Collected data
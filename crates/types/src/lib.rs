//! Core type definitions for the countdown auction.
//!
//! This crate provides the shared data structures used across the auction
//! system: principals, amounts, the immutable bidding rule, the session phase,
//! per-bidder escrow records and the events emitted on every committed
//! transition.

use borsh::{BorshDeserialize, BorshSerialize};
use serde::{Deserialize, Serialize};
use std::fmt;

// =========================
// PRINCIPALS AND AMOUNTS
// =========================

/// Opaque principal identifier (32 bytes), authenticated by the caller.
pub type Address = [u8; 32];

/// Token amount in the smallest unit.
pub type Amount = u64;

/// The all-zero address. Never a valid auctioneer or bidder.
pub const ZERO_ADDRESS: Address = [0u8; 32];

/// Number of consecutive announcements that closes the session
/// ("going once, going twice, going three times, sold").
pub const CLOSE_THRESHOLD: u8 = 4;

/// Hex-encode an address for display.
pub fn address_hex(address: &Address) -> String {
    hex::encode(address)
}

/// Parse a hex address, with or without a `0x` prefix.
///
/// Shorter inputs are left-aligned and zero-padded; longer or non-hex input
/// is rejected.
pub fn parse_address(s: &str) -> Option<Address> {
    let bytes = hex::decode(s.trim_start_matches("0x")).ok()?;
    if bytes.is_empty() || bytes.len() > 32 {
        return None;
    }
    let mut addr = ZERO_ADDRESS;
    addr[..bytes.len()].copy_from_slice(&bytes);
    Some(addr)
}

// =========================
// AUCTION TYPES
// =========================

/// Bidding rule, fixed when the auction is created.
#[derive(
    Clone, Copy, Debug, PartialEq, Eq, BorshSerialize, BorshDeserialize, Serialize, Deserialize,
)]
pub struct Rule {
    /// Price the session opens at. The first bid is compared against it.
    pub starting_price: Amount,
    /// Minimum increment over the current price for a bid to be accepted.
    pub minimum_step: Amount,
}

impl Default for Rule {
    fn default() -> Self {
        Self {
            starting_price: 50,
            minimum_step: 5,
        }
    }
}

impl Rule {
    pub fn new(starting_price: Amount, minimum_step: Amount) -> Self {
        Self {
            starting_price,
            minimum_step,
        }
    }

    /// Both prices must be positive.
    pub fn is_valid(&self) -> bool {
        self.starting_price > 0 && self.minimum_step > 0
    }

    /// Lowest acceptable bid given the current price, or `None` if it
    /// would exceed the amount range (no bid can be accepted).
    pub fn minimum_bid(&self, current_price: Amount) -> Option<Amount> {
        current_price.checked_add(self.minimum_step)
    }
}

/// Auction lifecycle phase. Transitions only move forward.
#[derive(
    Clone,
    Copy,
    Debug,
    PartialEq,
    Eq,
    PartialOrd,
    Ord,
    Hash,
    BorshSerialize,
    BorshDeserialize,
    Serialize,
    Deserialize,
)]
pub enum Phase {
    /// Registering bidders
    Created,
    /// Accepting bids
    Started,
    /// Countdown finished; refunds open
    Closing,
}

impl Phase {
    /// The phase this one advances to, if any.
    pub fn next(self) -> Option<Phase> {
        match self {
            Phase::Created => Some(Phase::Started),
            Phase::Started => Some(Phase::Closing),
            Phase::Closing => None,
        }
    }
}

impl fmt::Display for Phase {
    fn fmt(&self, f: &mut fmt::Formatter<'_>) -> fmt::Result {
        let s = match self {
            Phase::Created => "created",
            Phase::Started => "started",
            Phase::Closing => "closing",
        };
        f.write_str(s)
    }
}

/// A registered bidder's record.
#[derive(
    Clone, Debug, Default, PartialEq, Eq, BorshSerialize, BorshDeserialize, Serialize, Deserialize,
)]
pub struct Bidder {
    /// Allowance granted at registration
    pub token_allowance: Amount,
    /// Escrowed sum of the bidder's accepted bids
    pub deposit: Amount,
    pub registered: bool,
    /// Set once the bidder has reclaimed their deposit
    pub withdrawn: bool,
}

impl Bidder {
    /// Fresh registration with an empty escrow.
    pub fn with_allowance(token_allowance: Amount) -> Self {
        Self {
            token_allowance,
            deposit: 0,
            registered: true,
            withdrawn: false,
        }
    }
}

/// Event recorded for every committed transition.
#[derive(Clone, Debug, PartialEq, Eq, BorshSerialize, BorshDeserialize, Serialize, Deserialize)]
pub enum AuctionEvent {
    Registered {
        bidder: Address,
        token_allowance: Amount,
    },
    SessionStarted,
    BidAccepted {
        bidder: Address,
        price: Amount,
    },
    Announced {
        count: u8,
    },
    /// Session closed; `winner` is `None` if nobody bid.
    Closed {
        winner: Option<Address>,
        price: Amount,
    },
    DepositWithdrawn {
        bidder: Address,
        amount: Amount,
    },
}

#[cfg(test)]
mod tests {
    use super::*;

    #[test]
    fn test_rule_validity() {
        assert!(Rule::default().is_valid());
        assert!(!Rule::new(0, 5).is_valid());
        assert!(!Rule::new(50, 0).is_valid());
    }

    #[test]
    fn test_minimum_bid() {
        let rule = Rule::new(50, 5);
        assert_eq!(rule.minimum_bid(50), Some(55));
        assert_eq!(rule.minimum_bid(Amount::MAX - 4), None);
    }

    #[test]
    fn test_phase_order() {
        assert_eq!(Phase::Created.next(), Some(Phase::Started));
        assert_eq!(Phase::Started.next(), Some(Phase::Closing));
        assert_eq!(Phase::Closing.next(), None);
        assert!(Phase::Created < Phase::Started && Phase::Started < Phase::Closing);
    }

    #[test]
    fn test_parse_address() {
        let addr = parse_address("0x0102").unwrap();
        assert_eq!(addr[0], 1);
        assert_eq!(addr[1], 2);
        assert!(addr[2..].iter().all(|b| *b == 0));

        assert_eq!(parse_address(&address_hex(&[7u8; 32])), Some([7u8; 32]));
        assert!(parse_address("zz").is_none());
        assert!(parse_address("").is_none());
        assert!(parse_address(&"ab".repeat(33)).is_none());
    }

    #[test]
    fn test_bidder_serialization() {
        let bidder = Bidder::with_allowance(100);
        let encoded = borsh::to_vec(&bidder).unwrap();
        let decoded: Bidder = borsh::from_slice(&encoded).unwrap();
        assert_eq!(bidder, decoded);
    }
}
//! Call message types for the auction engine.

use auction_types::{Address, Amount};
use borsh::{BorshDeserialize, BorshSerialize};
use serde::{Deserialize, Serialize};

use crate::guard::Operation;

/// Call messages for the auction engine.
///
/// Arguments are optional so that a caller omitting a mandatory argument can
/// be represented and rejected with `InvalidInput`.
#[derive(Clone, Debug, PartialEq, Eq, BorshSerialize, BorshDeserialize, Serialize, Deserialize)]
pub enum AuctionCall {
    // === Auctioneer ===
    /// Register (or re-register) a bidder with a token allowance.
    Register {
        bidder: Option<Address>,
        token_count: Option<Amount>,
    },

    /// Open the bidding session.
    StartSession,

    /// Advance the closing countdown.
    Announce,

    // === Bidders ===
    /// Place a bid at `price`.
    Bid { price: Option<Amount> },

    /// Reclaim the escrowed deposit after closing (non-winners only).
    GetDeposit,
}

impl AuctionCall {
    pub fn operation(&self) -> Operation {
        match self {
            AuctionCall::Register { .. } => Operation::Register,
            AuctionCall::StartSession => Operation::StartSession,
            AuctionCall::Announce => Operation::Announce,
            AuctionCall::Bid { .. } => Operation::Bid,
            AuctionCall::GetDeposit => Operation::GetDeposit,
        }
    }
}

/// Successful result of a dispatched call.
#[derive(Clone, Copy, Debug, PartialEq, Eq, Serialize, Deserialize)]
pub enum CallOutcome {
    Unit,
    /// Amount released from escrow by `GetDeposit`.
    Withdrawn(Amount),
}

### EXERCISE GOAL
From the opening line of the data above through the line that contains "PRINCIPALS AND AMOUNTS", please print each line as it stands and only those lines.

### ANSWER TO THE EXERCISE
filename crates/types/src/lib.rs
//! Core type definitions for the countdown auction.
//!
//! This crate provides the shared data structures used across the auction
//! system: principals, amounts, the immutable bidding rule, the session phase,
//! per-bidder escrow records and the events emitted on every committed
//! transition.

use borsh::{BorshDeserialize, BorshSerialize};
use serde::{Deserialize, Serialize};
use std::fmt;

// =========================
// PRINCIPALS AND AMOUNTS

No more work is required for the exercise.